I am bothered by some question for a long time.
From basic optics, i know that the the angle of incidence equals the angle of reflection [where we define the incident angle as the angle between the beam and the normal to the surface of course].

What I can't understand is why when a polychromatic beam reflects from the surface of a reflection grating [for example, with a periodic structure] the reflection angle of the beam depends on the wavelength? Why the reflection angle should not be the same for all the wavelengths that compose the polychromatic beam and equal the incident angle [which is, in my opinion, the same for the different wavelengths that compose the beam]??

I hope my question is clear.

sophiecentaur Nov13-12 05:29 PM

Re: reflection grating
Wouldn't the main beam (main maximum) be the same for a plane mirror as for a plane reflection grating? The path differences for all wavelengths would surely all be zero in the direction of the classical main beam (isn't that all about Fermat's Principle?).

sliorbra Nov14-12 03:10 AM

Re: reflection grating
I am not sure that I understood your answer. Can you please detail more?

Philip Wood Nov14-12 03:41 AM

Re: reflection grating
(a) A crude model of a plane reflection grating would be reflecting strips alternating with absorbing strips. The distance from centre of reflecting strip to centre of next reflecting strip (the grating element) is a few wavelengths. Thus each reflecting strip is, perhaps, two or three wavelengths wide. Such narrow reflectors don't reflect light approaching (in a plane of incidence at right angles to the strip lengths) according to the laws of reflection. There is a wide spread of angles for the light leaving the strip; we have scattering rather than 'specular reflection'. Even quite crude drawings of 'wavelets' arising from different points across the width of the strip will demonstrate this. The phenomenon is very similar to diffraction.

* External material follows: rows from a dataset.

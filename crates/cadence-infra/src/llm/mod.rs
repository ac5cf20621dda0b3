//! Completion backend implementations.
//!
//! Concrete implementations of the
//! [`CompletionClient`](cadence_core::llm::CompletionClient) trait defined in
//! `cadence-core`, plus [`create_client`] which picks one from the engine
//! configuration.

pub mod anthropic;

use secrecy::SecretString;

use cadence_core::llm::{BoxCompletionClient, CompletionClient};
use cadence_types::config::EngineConfig;
use cadence_types::llm::{CompletionError, CompletionRequest, CompletionResponse};

use self::anthropic::AnthropicClient;

/// Stand-in used when no API key is configured.
///
/// Workflows made only of commands still run; the first prompt step fails
/// with [`CompletionError::Authentication`].
pub struct UnconfiguredClient;

impl CompletionClient for UnconfiguredClient {
    fn name(&self) -> &str {
        "unconfigured"
    }

    async fn complete(&self, _request: &CompletionRequest) -> Result<CompletionResponse, CompletionError> {
        tracing::warn!("prompt step needs an API key; set CADENCE_API_KEY or ANTHROPIC_API_KEY");
        Err(CompletionError::Authentication)
    }
}

/// Build the completion backend for `config`.
pub fn create_client(config: &EngineConfig, api_key: Option<SecretString>) -> BoxCompletionClient {
    match api_key {
        Some(key) => {
            let client = AnthropicClient::new(key).with_base_url(config.api_base_url.clone());
            BoxCompletionClient::new(client)
        }
        None => BoxCompletionClient::new(UnconfiguredClient),
    }
}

(b) What determines the angles at which light leaves the grating as a whole is interference between light scattered from the different strips.

(c) In practice, the intensity of the beams leaving the grating is 'tweaked' by modifying the simple grating I described at the beginning.

sophiecentaur Nov14-12 04:04 AM

Re: reflection grating

Quote by sliorbra (Post 4158649)
I am not sure that I understood your answer. Can you please detail more?

Have you looked up Fermat's Principle yet?
Have you looked up The Reflection Grating?

Where does the zeroth order beam emerge from a reflection grating? It will be in a direction where there is no path difference for any of the wavelets produced by the grating. What direction will this be?

Philip Wood Nov15-12 10:32 AM

Re: reflection grating
Sliorbra. Did you follow my attempt to answer your question?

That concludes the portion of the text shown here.